21 dezembro, 2007

É permitido fumar



"E a gente vai fumando
Que, também, sem um cigarro
Ninguém segura esse rojão"
[Chico Buarque]



O Ministério da Saúde não cansa de advertir: fumar faz mal à saúde. O.K., já sabemos, notícia velha. Mas, em certos momentos, por mais politicamente incorreto que isso possa soar, um cigarro até que acalma os brios mais agitados. Confesso minha certa ignorância com a prática. Apesar do contato furtivo da adolescência, não sei tragar direito, tive bronquite quando criança e, volta e meia, uma breve falta de ar me acomete nas horas mais improváveis.

Há, contudo, certas horas da vida em que o cigarro se faz preciso, pelo menos qualquer um minimamente merecedor de tatear meus lábios. É quando a vida se converte numa agitação sem sobreaviso, um misto de surpresa, interrogação e tensão, provocado por desvios não-submetidos a uma anuência prévia entre as partes envolvidas.
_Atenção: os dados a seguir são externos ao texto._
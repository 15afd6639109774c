//! 原始编码器值与工程单位转换
//!
//! STS3215 为 12 位绝对值编码器（0..=4095）。
//!
//! - 旋转关节：以标定范围中点为零点，单位为度
//! - 夹爪：标定范围映射到 0..=100（百分比）

/// 编码器最大值
pub const MAX_RESOLUTION: f64 = 4095.0;

/// 归一化模式
#[derive(Debug, Clone, Copy, PartialEq, Eq)]
pub enum NormMode {
    /// 度，标定中点为 0
    Degrees,
    /// 百分比 0..=100
    Range0To100,
}

/// 单个舵机的原始标定范围
#[derive(Debug, Clone, Copy, PartialEq, Eq)]
pub struct RawRange {
    pub min: u16,
    pub max: u16,
    /// `drive_mode == 1` 时方向取反
    pub inverted: bool,
}

impl RawRange {
    pub fn new(min: u16, max: u16, inverted: bool) -> Self {
        Self { min, max, inverted }
    }

    /// 范围中点（零位）
    pub fn mid(&self) -> f64 {
        (self.min as f64 + self.max as f64) / 2.0
    }

    fn span(&self) -> f64 {
        (self.max as f64 - self.min as f64).max(1.0)
    }

    /// 原始值 -> 工程单位
    pub fn to_units(&self, raw: u16, mode: NormMode) -> f64 {
        match mode {
            NormMode::Degrees => {
                let deg = (raw as f64 - self.mid()) * 360.0 / MAX_RESOLUTION;
                if self.inverted { -deg } else { deg }
            },
            NormMode::Range0To100 => {
                let clamped = (raw as f64).clamp(self.min as f64, self.max as f64);
                let pct = (clamped - self.min as f64) / self.span() * 100.0;
                if self.inverted { 100.0 - pct } else { pct }
            },
        }
    }

    /// 工程单位 -> 原始值（结果限制在 0..=4095）
    pub fn to_raw(&self, value: f64, mode: NormMode) -> u16 {
        let raw = match mode {
            NormMode::Degrees => {
                let deg = if self.inverted { -value } else { value };
                deg * MAX_RESOLUTION / 360.0 + self.mid()
            },
            NormMode::Range0To100 => {
                let pct = if self.inverted { 100.0 - value } else { value };
                pct.clamp(0.0, 100.0) / 100.0 * self.span() + self.min as f64
            },
        };
        raw.round().clamp(0.0, MAX_RESOLUTION) as u16
    }
}
//! # Lumo CLI
//!
//! SO-101 双臂（主臂 + 从臂）命令行工具。
//!
//! ```bash
//! # 配置端口
//! lumo-cli config set ports.follower /dev/ttyACM1
//!
//! # 查看两只手臂的状态
//! lumo-cli status --json
//!
//! # 安全移动从臂单个关节
//! lumo-cli move --joint elbow_flex --angle 20 --speed 30
//!
//! # 运行 LeRobot 遥操作（期间监视器让出串口）
//! lumo-cli teleop
//! ```

use anyhow::Result;
use clap::{Parser, Subcommand};
use std::path::PathBuf;

mod commands;
mod modes;
mod utils;

use commands::{CalibrationCommand, ConfigCommand, MoveCommand, RecordCommand, StatusCommand};
use modes::oneshot::{OneShotMode, PortOverrides};

/// Lumo CLI - SO-101 双臂命令行工具
#[derive(Parser, Debug)]
#[command(name = "lumo-cli")]
#[command(about = "Command-line interface for SO-101 leader/follower arm pairs", long_about = None)]
#[command(version)]
struct Cli {
    /// 配置文件路径（默认 ~/.config/lumo/config.toml）
    #[arg(long, global = true)]
    config: Option<PathBuf>,

    /// 主臂串口（覆盖配置）
    #[arg(long, global = true)]
    leader_port: Option<String>,

    /// 从臂串口（覆盖配置）
    #[arg(long, global = true)]
    follower_port: Option<String>,

    #[command(subcommand)]
    command: Commands,
}

#[derive(Subcommand, Debug)]
enum Commands {
    /// 配置管理
    #[command(subcommand)]
    Config(ConfigCommand),

    /// 查询两只手臂的连接状态与关节位置
    Status {
        #[command(flatten)]
        args: StatusCommand,
    },

    /// 持续监控两只手臂
    Monitor {
        /// 刷新频率（Hz）
        #[arg(short, long, default_value_t = 10)]
        frequency: u32,
    },

    /// 显示标定限位
    Calibration {
        #[command(flatten)]
        args: CalibrationCommand,
    },

    /// 移动从臂单个关节
    Move {
        #[command(flatten)]
        args: MoveCommand,
    },

    /// 运行 LeRobot 遥操作
    Teleop,

    /// 运行 LeRobot 数据录制
    Record {
        #[command(flatten)]
        args: RecordCommand,
    },

    /// 急停
    Stop,

    /// 回到零位
    Home,
}

#[tokio::main]
async fn main() -> Result<()> {
    // 初始化日志
    tracing_subscriber::fmt()
        .with_env_filter(
            tracing_subscriber::EnvFilter::from_default_env()
                .add_directive("lumo_cli=info".parse()?)
                .add_directive("lumo_driver=info".parse()?),
        )
        .init();

    let cli = Cli::parse();
    let overrides = PortOverrides {
        leader: cli.leader_port,
        follower: cli.follower_port,
    };

    match cli.command {
        Commands::Config(cmd) => {
            // 配置命令不连接手臂
            cmd.execute(cli.config).await
        },

        Commands::Calibration { args } => {
            let mode = OneShotMode::new(cli.config, overrides)?;
            args.execute(mode.settings())
        },

        Commands::Status { args } => {
            let mode = OneShotMode::new(cli.config, overrides)?;
            mode.status(args).await
        },

        Commands::Monitor { frequency } => {
            let mode = OneShotMode::new(cli.config, overrides)?;
            mode.monitor(frequency).await
        },

        Commands::Move { args } => {
            let mode = OneShotMode::new(cli.config, overrides)?;
            mode.move_joint(args).await
        },

        Commands::Teleop => {
            let mode = OneShotMode::new(cli.config, overrides)?;
            mode.teleop().await
        },

        Commands::Record { args } => {
            let mode = OneShotMode::new(cli.config, overrides)?;
            mode.record(args).await
        },

        Commands::Stop => {
            let mode = OneShotMode::new(cli.config, overrides)?;
            mode.stop().await
        },

        Commands::Home => {
            let mode = OneShotMode::new(cli.config, overrides)?;
            mode.home().await
        },
    }
}
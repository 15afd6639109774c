//! Feetech STS 串口总线驱动
//!
//! SO-101 的 6 个 STS3215 舵机挂在同一条半双工 TTL 总线上，
//! 通过 USB 串口适配器（1 Mbaud, 8N1）访问。
//!
//! ## 依赖
//!
//! - `serialport` crate
//! - 标定文件（位置寄存器需要以标定范围换算为度 / 百分比）
//!
//! ## 限制
//!
//! - **权限要求**：可能需要 `dialout` 组权限
//! - 同一端口同一时刻只能被一个进程打开

mod transport;

use crate::{BusDeviceError, BusDeviceErrorKind, BusError, BusFactory, ServoBus};
use lumo_protocol::{ArmRole, JointArray, NormMode, RawRange, Register};
use lumo_tools::{Calibration, CalibrationStore};
use std::io;
use std::time::Duration;
use tracing::{debug, info, warn};
use transport::Transport;

pub use transport::Link;

/// 默认波特率
pub const DEFAULT_BAUD_RATE: u32 = 1_000_000;

/// 默认读超时
pub const DEFAULT_TIMEOUT: Duration = Duration::from_millis(50);

impl From<serialport::Error> for BusError {
    fn from(e: serialport::Error) -> Self {
        let kind = match e.kind() {
            serialport::ErrorKind::NoDevice => BusDeviceErrorKind::NotFound,
            serialport::ErrorKind::Io(io::ErrorKind::NotFound) => BusDeviceErrorKind::NotFound,
            serialport::ErrorKind::Io(io::ErrorKind::PermissionDenied) => {
                BusDeviceErrorKind::AccessDenied
            },
            _ => return BusError::Serial(e),
        };
        BusError::Device(BusDeviceError::new(kind, e.to_string()))
    }
}

/// Feetech STS 总线
///
/// 构造时不做任何 IO；`connect` 打开串口，`disconnect` 关闭串口。
pub struct FeetechBus {
    port_name: String,
    baud_rate: u32,
    timeout: Duration,
    ids: JointArray<u8>,
    ranges: JointArray<Option<RawRange>>,
    modes: JointArray<NormMode>,
    transport: Option<Transport<Box<dyn serialport::SerialPort>>>,
}

impl FeetechBus {
    /// 创建总线（不打开串口）
    ///
    /// 无标定时仍可构造，但 `connect` 会返回 `MissingCalibration`。
    pub fn new(port_name: impl Into<String>, calibration: Option<&Calibration>) -> Self {
        let (ids, ranges) = match calibration {
            Some(c) => (c.ids(), c.raw_ranges()),
            None => (
                JointArray::from_fn(|joint| joint.default_id()),
                JointArray::default(),
            ),
        };
        Self {
            port_name: port_name.into(),
            baud_rate: DEFAULT_BAUD_RATE,
            timeout: DEFAULT_TIMEOUT,
            ids,
            ranges,
            modes: Calibration::norm_modes(),
            transport: None,
        }
    }

    pub fn with_baud_rate(mut self, baud_rate: u32) -> Self {
        self.baud_rate = baud_rate;
        self
    }

    pub fn with_timeout(mut self, timeout: Duration) -> Self {
        self.timeout = timeout;
        self
    }

    pub fn port_name(&self) -> &str {
        &self.port_name
    }

    fn id_list(&self) -> Vec<u8> {
        self.ids.values().to_vec()
    }

    fn transport(&mut self) -> Result<&mut Transport<Box<dyn serialport::SerialPort>>, BusError> {
        self.transport.as_mut().ok_or(BusError::NotConnected)
    }

    fn write_raw(&mut self, register: Register, raw: &JointArray<u16>) -> Result<(), BusError> {
        let values: Vec<(u8, u16)> = self
            .ids
            .iter()
            .map(|(joint, id)| (*id, raw[joint]))
            .collect();
        self.transport()?.sync_write(register, &values)
    }

    /// 工程单位 -> 原始值
    fn to_raw(&self, register: Register, values: &JointArray<f64>) -> Result<JointArray<u16>, BusError> {
        if !register.is_position() {
            return Ok(values.map(|_, v| v.round().clamp(0.0, u16::MAX as f64) as u16));
        }
        let missing = self.ranges.missing();
        if !missing.is_empty() {
            return Err(BusError::MissingCalibration(missing));
        }
        Ok(values.map(|joint, v| {
            self.ranges[joint]
                .map(|range| range.to_raw(*v, self.modes[joint]))
                .unwrap_or_default()
        }))
    }
}

impl ServoBus for FeetechBus {
    fn connect(&mut self, handshake: bool) -> Result<(), BusError> {
        if self.transport.is_some() {
            return Ok(());
        }
        let missing = self.ranges.missing();
        if !missing.is_empty() {
            return Err(BusError::MissingCalibration(missing));
        }

        let port = serialport::new(&self.port_name, self.baud_rate)
            .timeout(self.timeout)
            .open()?;
        let mut transport = Transport::new(port);

        if handshake {
            for (joint, id) in self.ids.iter() {
                if let Err(e) = transport.ping(*id) {
                    // 串口随 transport 一起关闭
                    return Err(BusDeviceError::new(
                        BusDeviceErrorKind::NoResponse,
                        format!("{} (id {}) on {}: {}", joint, id, self.port_name, e),
                    )
                    .into());
                }
            }
        }

        info!("Feetech bus opened on {} @ {} baud", self.port_name, self.baud_rate);
        self.transport = Some(transport);
        Ok(())
    }

    fn disconnect(&mut self, disable_torque: bool) -> Result<(), BusError> {
        if self.transport.is_none() {
            return Ok(());
        }
        let result = if disable_torque {
            self.write_raw(Register::TorqueEnable, &JointArray::splat(0))
        } else {
            Ok(())
        };
        self.transport = None;
        debug!("Feetech bus on {} closed", self.port_name);
        result
    }

    fn sync_read(&mut self, register: Register) -> Result<JointArray<Option<f64>>, BusError> {
        let ids = self.id_list();
        let raw = self.transport()?.sync_read(register, &ids)?;

        let values = self.ids.map(|joint, id| {
            let value = raw.iter().find(|(rid, _)| rid == id).map(|(_, v)| *v)?;
            if register.is_position() {
                self.ranges[joint].map(|range| range.to_units(value, self.modes[joint]))
            } else {
                Some(value as f64)
            }
        });
        let missing = values.missing();
        if !missing.is_empty() {
            warn!("No {} reply on {} from {:?}", register, self.port_name, missing);
        }
        Ok(values)
    }

    fn sync_write(&mut self, register: Register, values: &JointArray<f64>) -> Result<(), BusError> {
        if !register.is_writable() {
            return Err(BusError::ReadOnly(register));
        }
        let raw = self.to_raw(register, values)?;
        self.write_raw(register, &raw)
    }

    fn enable_torque(&mut self) -> Result<(), BusError> {
        self.write_raw(Register::TorqueEnable, &JointArray::splat(1))?;
        self.write_raw(Register::Lock, &JointArray::splat(1))
    }

    fn is_connected(&self) -> bool {
        self.transport.is_some()
    }
}

/// 按角色读取标定并构造 [`FeetechBus`]
///
/// 每次 `create` 都重新读取标定文件。
#[derive(Debug, Clone)]
pub struct FeetechBusFactory {
    store: CalibrationStore,
    baud_rate: u32,
    timeout: Duration,
}

impl FeetechBusFactory {
    pub fn new(store: CalibrationStore) -> Self {
        Self {
            store,
            baud_rate: DEFAULT_BAUD_RATE,
            timeout: DEFAULT_TIMEOUT,
        }
    }

    pub fn with_baud_rate(mut self, baud_rate: u32) -> Self {
        self.baud_rate = baud_rate;
        self
    }

    pub fn with_timeout(mut self, timeout: Duration) -> Self {
        self.timeout = timeout;
        self
    }

    pub fn store(&self) -> &CalibrationStore {
        &self.store
    }
}

impl BusFactory for FeetechBusFactory {
    fn create(&self, port: &str, role: ArmRole) -> Box<dyn ServoBus> {
        let calibration = self.store.load(role);
        Box::new(
            FeetechBus::new(port, calibration.as_ref())
                .with_baud_rate(self.baud_rate)
                .with_timeout(self.timeout),
        )
    }
}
Diante de uma ventania inesperada, surge num primeiro instante o choque. Não consigo fugir, logo assim de cara, da letargia da minha mente quando identifico os desvios que os planos tomaram. Depois, vem a tentativa de adaptabilidade: uma forma Poliana de seguir a vida, nem sempre ditada pelo o que fora combinado no telefone.

M
as o homem é falho, já ensinara o catolicismo do colégio, e nem sempre consegue evoluir rumo ao estágio de complacência e entendimento. Depois do choque e da incapacidade de se adaptar àquele novo meio, fica de concreto o ranço do egoísmo, que vocifera com o pequeno altruísta, sempre disposto a estender o seu tapete mais triunfal à vida e ao amor. Como eco, ouço com muito constrangimento a ausência do retorno esperado, diante de tanta gratidão que um dia lhe foi oferecida. E, por fim, o cansaço refletido pelo meu sono dos séculos.


***


Recorro ao cigarro - um só já me basta. Tento dissipar na fumaça expurgada um tanto da fúria ressentida por deixar-me levar pelo piloto automático dos acontecimentos. Isso porque nem sempre contar até dez, inspirando e expirando na mesma velocidade, é suficente para alcançar o primeiro estágio da calmaria.

Em seguida, vem a tosse, que ao menos sonoriza algumas palavras que, na hora, são grandes demais para ultrapassar o vácuo entre a mente, a garganta e a boca. E a lágrima que imediatamente cai é um exemplo de pura fisiologia humana: ela é vertida mais por força do pulmão do que por qualquer melindre do sentimento.

Mas muita coisa ainda fica sem se esvair no baforar de um cigarro, e só horas mais tarde, já sob o chuveiro morno, eu me dou conta disso. É, então, o momento de fazer da própria língua uma espécie de chibata postergada ou retroativa, que só depois vai tocar na frustração em não conseguir falar tudo na hora exata.

Desta forma, c
om o tempo, eu consigo concatenar todos os sentimentos que ficaram numa mesa de bar, quando meu único cigarro da noite se reduziu à guimba, apagada numa latinha de guaraná vazia.